Regional Headquarters Requirement in Saudi Arabia: Setup,Tax & Compliance Guide
Saudi Arabia is capitalizing on its potential to foster domestic and international economic growth. Accounting for the largest GDP and consumer market in the Middle East and North Africa (MENA) region, its strategic location offers direct access to 40 rapidly expanding markets within a four-hour flight radius, connecting three continents. This unique positioning makes the Kingdom the prime location for multinational companies to establish their regional headquarters in Saudi Arabia (RHQs).
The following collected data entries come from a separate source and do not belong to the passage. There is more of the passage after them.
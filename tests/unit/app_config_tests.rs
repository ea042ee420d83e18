/*!
 * Tests for configuration loading and validation
 */

use anyhow::Result;
use std::path::PathBuf;

use crate::common;
use resxai::app_config::{Config, LogLevel};
use resxai::errors::AppError;

/// Test that a missing config file is created with defaults
#[test]
fn test_loadOrCreate_withMissingFile_shouldWriteDefaults() -> Result<()> {
    let temp_dir = common::create_temp_dir()?;
    let path = temp_dir.path().join("conf.json");

    let config = Config::load_or_create(&path)?;

    assert!(path.exists());
    assert_eq!(config, Config::default());
    assert_eq!(Config::from_file(&path)?, config);
    Ok(())
}

/// Test that a partial config file fills the rest from defaults
#[test]
fn test_fromFile_withPartialFile_shouldUseDefaultsForMissingFields() -> Result<()> {
    let temp_dir = common::create_temp_dir()?;
    let path = common::create_test_file(
        temp_dir.path(),
        "conf.json",
        r#"{"api_key":"sk-abc","model":"gpt-4o-mini","max_tokens":-1,"log_level":"debug","concurrent_files":4}"#,
    )?;

    let config = Config::from_file(&path)?;

    assert_eq!(config.api_key, "sk-abc");
    assert_eq!(config.max_tokens, -1);
    assert_eq!(config.concurrent_files, 4);
    assert_eq!(config.log_level, LogLevel::Debug);
    assert_eq!(config.endpoint, "https://api.openai.com/v1");
    assert_eq!(config.ledger_path, PathBuf::from("failed_translations.log"));
    assert!(config.validate().is_ok());
    Ok(())
}

/// Test that malformed config files are reported
#[test]
fn test_fromFile_withInvalidJson_shouldFail() -> Result<()> {
    let temp_dir = common::create_temp_dir()?;
    let path = common::create_test_file(temp_dir.path(), "conf.json", "{ not json")?;

    assert!(Config::from_file(&path).is_err());
    Ok(())
}

/// Test that the default configuration is rejected until a key and model are set
#[test]
fn test_validate_withDefaults_shouldBeConfigError() {
    let err = Config::default().validate().unwrap_err();
    assert!(matches!(err, AppError::Config(_)));
    assert!(err.is_fatal_for_run());
}
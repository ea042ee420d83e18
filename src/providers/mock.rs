/*!
 * Mock provider implementations for testing.
 *
 * The mock reads the batch payload out of the user message and answers the
 * way a chat backend would, so the whole pipeline can run offline:
 * - `MockProvider::working()` - Always succeeds, uppercasing every value
 * - `MockProvider::failing()` - Always fails with a server error
 * - `MockProvider::fail_first(n)` - Fails the first `n` requests, then succeeds
 * - `MockProvider::malformed()` - Succeeds with content that is not a batch
 */

use async_trait::async_trait;
use parking_lot::Mutex;
use serde_json::{Map, Value};
use std::sync::Arc;
use std::sync::atomic::{AtomicUsize, Ordering};

use crate::errors::ProviderError;
use crate::providers::{ChatRequest, ChatResponse, Provider, TokenUsage};

/// Behavior mode for the mock provider
#[derive(Debug, Clone, Copy, PartialEq, Eq)]
pub enum MockBehavior {
    /// Always succeeds with a proper translation
    Working,
    /// Fails the first `failures` requests with a 503, then works
    FailFirst { failures: usize },
    /// Always fails with a 500
    Failing,
    /// Succeeds with content that does not decode as a batch
    Malformed,
    /// Succeeds with an envelope that has no choices
    EmptyEnvelope,
    /// Works but leaves out the last pair of every batch
    DropLast,
    /// Works after a delay (for cancellation testing)
    Slow { delay_ms: u64 },
}

/// Mock provider for testing translation behavior
#[derive(Debug)]
pub struct MockProvider {
    /// Behavior mode
    behavior: MockBehavior,
    /// Request counter, shared between clones
    request_count: Arc<AtomicUsize>,
    /// Requests received, shared between clones
    requests: Arc<Mutex<Vec<ChatRequest>>>,
    /// Applied to every value of a successful reply
    transform: fn(&str) -> String,
}

fn uppercase(text: &str) -> String {
    text.to_uppercase()
}

impl MockProvider {
    /// Create a new mock provider with the specified behavior
    pub fn new(behavior: MockBehavior) -> Self {
        Self {
            behavior,
            request_count: Arc::new(AtomicUsize::new(0)),
            requests: Arc::new(Mutex::new(Vec::new())),
            transform: uppercase,
        }
    }

    /// Create a working mock provider that always succeeds
    pub fn working() -> Self {
        Self::new(MockBehavior::Working)
    }

    /// Create a failing mock provider that always errors
    pub fn failing() -> Self {
        Self::new(MockBehavior::Failing)
    }

    /// Create a mock that fails the first `failures` requests
    pub fn fail_first(failures: usize) -> Self {
        Self::new(MockBehavior::FailFirst { failures })
    }

    /// Create a mock that answers with undecodable content
    pub fn malformed() -> Self {
        Self::new(MockBehavior::Malformed)
    }

    /// Create a mock that drops the last translated pair of each batch
    pub fn drop_last() -> Self {
        Self::new(MockBehavior::DropLast)
    }

    /// Create a mock that waits before answering
    pub fn slow(delay_ms: u64) -> Self {
        Self::new(MockBehavior::Slow { delay_ms })
    }

    /// Replace the default uppercasing with a custom value transform
    pub fn with_transform(mut self, transform: fn(&str) -> String) -> Self {
        self.transform = transform;
        self
    }

    /// Number of requests received so far
    pub fn request_count(&self) -> usize {
        self.request_count.load(Ordering::SeqCst)
    }

    /// Copies of the requests received so far
    pub fn requests(&self) -> Vec<ChatRequest> {
        self.requests.lock().clone()
    }

    /// Answer a request the way a well-behaved backend would
    fn translate(&self, request: &ChatRequest, drop_last: bool) -> Result<ChatResponse, ProviderError> {
        let payload = request
            .content_for("user")
            .ok_or_else(|| ProviderError::RequestFailed("request has no user message".to_string()))?;
        let pairs: Vec<Map<String, Value>> = serde_json::from_str(payload)
            .map_err(|e| ProviderError::RequestFailed(format!("payload is not a batch: {}", e)))?;

        let mut translated: Vec<Value> = pairs
            .into_iter()
            .map(|pair| {
                let object = pair
                    .into_iter()
                    .map(|(key, value)| {
                        let text = value.as_str().map(self.transform).unwrap_or_default();
                        (key, Value::String(text))
                    })
                    .collect();
                Value::Object(object)
            })
            .collect();
        if drop_last {
            translated.pop();
        }

        let usage = TokenUsage {
            prompt_tokens: payload.len() as u64 / 4,
            completion_tokens: payload.len() as u64 / 4,
            total_tokens: payload.len() as u64 / 2,
        };
        Ok(ChatResponse::from_content(Value::Array(translated).to_string()).with_usage(usage))
    }
}

impl Clone for MockProvider {
    fn clone(&self) -> Self {
        Self {
            behavior: self.behavior,
            request_count: Arc::clone(&self.request_count),
            requests: Arc::clone(&self.requests),
            transform: self.transform,
        }
    }
}

#[async_trait]
impl Provider for MockProvider {
    async fn complete(&self, request: &ChatRequest) -> Result<ChatResponse, ProviderError> {
        let count = self.request_count.fetch_add(1, Ordering::SeqCst);
        self.requests.lock().push(request.clone());

        match self.behavior {
            MockBehavior::Working => self.translate(request, false),

            MockBehavior::FailFirst { failures } => {
                if count < failures {
                    Err(ProviderError::ApiError {
                        message: format!("Simulated transient failure (request #{})", count + 1),
                        status_code: 503,
                    })
                } else {
                    self.translate(request, false)
                }
            }

            MockBehavior::Failing => Err(ProviderError::ApiError {
                message: "Simulated provider failure".to_string(),
                status_code: 500,
            }),

            MockBehavior::Malformed => Ok(ChatResponse::from_content("Sorry, I can't help with that.")),

            MockBehavior::EmptyEnvelope => Ok(ChatResponse::default()),

            MockBehavior::DropLast => self.translate(request, true),

            MockBehavior::Slow { delay_ms } => {
                tokio::time::sleep(tokio::time::Duration::from_millis(delay_ms)).await;
                self.translate(request, false)
            }
        }
    }
}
The Regional Headquarters (RHQs)Program in Saudi Arabia, a collaborative initiative by the Ministry of Investment and the Royal Commission for Riyadh City, is a cornerstone of Saudi Arabia’s Vision 2030 and the National Investment Strategy. It aims to facilitate the ambitious growth plans of participating organizations within the region.
Looking to delve deeper into launching your business in the Saudi Arabian market, or exploring regional headquarters (RHQs) opportunities? Check out our comprehensive guide on How to Launch Your Business in Saudi Arabia to gain valuable insights and strategies for success.
RHQ Implementation Date in Saudi Arabia
Effective January 1,2024, Inbound multinational companies (MNCs) intending to conduct business with the Saudi government are mandated to establish their Regional Headquarters (RHQs) in Saudi Arabia.
Companies that have not supported their RHQ by this date are no longer able to enter into contracts with Saudi government entities.
This key regulation underscores the Kingdom’s intent to centralize corporate operations within its borders, enhancing the economic fabric and ensuring a streamlined engagement between the government and international business entities.
RHQ Tax Incentives, What you need to know:
Saudi Arabia extends significant tax incentives to regional headquarters in Saudi Arabia (RHQs), designed to bolster their establishment and sustainable operation within the Kingdom. However, these tax incentives come with certain conditions and limitations to ensure that they are applied correctly and to prevent abuse. The following guide provides an overview for tax incentives and compliance, however, consultation with an expert firm is urged. To directly speak with a legal consultant, you can contact Batic Firm here.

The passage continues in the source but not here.